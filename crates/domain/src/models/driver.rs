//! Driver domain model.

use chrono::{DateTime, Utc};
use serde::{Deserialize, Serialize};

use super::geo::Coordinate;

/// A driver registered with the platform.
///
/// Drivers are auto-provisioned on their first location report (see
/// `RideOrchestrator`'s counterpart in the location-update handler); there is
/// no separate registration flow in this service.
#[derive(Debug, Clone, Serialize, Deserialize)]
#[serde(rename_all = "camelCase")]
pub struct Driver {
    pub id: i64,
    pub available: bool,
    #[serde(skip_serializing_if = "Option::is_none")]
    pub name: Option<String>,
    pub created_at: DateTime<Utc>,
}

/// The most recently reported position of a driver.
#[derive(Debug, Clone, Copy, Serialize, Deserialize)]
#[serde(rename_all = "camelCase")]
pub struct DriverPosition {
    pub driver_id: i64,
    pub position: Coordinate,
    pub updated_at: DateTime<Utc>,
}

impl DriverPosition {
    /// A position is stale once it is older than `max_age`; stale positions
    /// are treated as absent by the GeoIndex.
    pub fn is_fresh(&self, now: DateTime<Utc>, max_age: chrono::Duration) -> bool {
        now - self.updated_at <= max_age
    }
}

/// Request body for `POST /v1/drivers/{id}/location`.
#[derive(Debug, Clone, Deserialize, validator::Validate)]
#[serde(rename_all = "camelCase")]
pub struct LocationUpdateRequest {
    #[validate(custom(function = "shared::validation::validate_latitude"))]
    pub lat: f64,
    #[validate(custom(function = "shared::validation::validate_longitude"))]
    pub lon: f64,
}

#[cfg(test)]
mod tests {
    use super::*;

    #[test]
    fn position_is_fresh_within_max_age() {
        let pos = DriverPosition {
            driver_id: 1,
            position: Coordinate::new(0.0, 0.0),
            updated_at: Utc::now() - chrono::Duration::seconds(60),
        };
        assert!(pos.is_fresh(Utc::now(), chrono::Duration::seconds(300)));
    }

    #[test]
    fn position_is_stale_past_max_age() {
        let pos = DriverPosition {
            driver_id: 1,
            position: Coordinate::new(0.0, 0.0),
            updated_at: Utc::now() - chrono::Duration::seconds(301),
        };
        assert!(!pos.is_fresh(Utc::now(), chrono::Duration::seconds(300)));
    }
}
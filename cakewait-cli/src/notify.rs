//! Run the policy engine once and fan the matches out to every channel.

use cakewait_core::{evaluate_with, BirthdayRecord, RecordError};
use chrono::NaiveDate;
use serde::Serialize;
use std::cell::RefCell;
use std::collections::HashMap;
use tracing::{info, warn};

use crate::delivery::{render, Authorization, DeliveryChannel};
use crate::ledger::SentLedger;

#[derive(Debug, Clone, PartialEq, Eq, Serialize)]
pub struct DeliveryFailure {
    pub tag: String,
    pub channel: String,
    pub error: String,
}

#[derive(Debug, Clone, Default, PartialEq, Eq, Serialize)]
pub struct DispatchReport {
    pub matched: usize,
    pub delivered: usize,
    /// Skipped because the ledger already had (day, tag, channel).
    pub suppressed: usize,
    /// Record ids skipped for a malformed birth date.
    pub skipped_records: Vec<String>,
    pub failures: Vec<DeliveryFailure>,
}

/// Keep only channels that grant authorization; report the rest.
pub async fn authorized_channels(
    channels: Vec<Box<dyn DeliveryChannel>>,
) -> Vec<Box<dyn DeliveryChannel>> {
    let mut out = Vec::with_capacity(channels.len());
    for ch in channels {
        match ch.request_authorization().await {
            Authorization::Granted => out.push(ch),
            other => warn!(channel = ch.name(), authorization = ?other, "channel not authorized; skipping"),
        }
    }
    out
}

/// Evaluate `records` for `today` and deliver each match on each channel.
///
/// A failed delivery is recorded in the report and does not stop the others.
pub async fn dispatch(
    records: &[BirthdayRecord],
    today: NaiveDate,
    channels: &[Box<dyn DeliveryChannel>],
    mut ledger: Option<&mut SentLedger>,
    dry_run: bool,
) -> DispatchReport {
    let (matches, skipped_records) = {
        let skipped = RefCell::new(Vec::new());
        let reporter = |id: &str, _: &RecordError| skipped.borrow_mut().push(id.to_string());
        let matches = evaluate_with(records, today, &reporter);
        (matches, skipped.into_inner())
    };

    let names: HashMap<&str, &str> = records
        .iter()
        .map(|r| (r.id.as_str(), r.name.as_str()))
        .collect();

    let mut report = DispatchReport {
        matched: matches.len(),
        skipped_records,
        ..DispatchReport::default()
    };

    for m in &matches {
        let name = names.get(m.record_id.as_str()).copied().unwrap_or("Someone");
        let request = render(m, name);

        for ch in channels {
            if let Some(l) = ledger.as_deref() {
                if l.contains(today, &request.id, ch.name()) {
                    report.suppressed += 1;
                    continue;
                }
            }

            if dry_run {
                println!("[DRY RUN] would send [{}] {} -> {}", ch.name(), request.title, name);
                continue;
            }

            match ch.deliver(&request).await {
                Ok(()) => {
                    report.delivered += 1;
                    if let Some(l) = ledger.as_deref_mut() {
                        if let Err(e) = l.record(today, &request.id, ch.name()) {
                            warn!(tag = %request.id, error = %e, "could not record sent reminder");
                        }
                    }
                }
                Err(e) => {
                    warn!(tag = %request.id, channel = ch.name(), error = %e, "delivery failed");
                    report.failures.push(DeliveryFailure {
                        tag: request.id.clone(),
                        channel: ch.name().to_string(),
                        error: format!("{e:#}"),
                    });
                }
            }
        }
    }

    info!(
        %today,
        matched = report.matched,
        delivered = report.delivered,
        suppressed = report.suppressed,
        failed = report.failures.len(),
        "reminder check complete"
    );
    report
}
****************************************
Task directions :: Copy out each line carrying the string "HashMap" from the data.

Solved exercise ::
use std::collections::HashMap;
    let names: HashMap<&str, &str> = records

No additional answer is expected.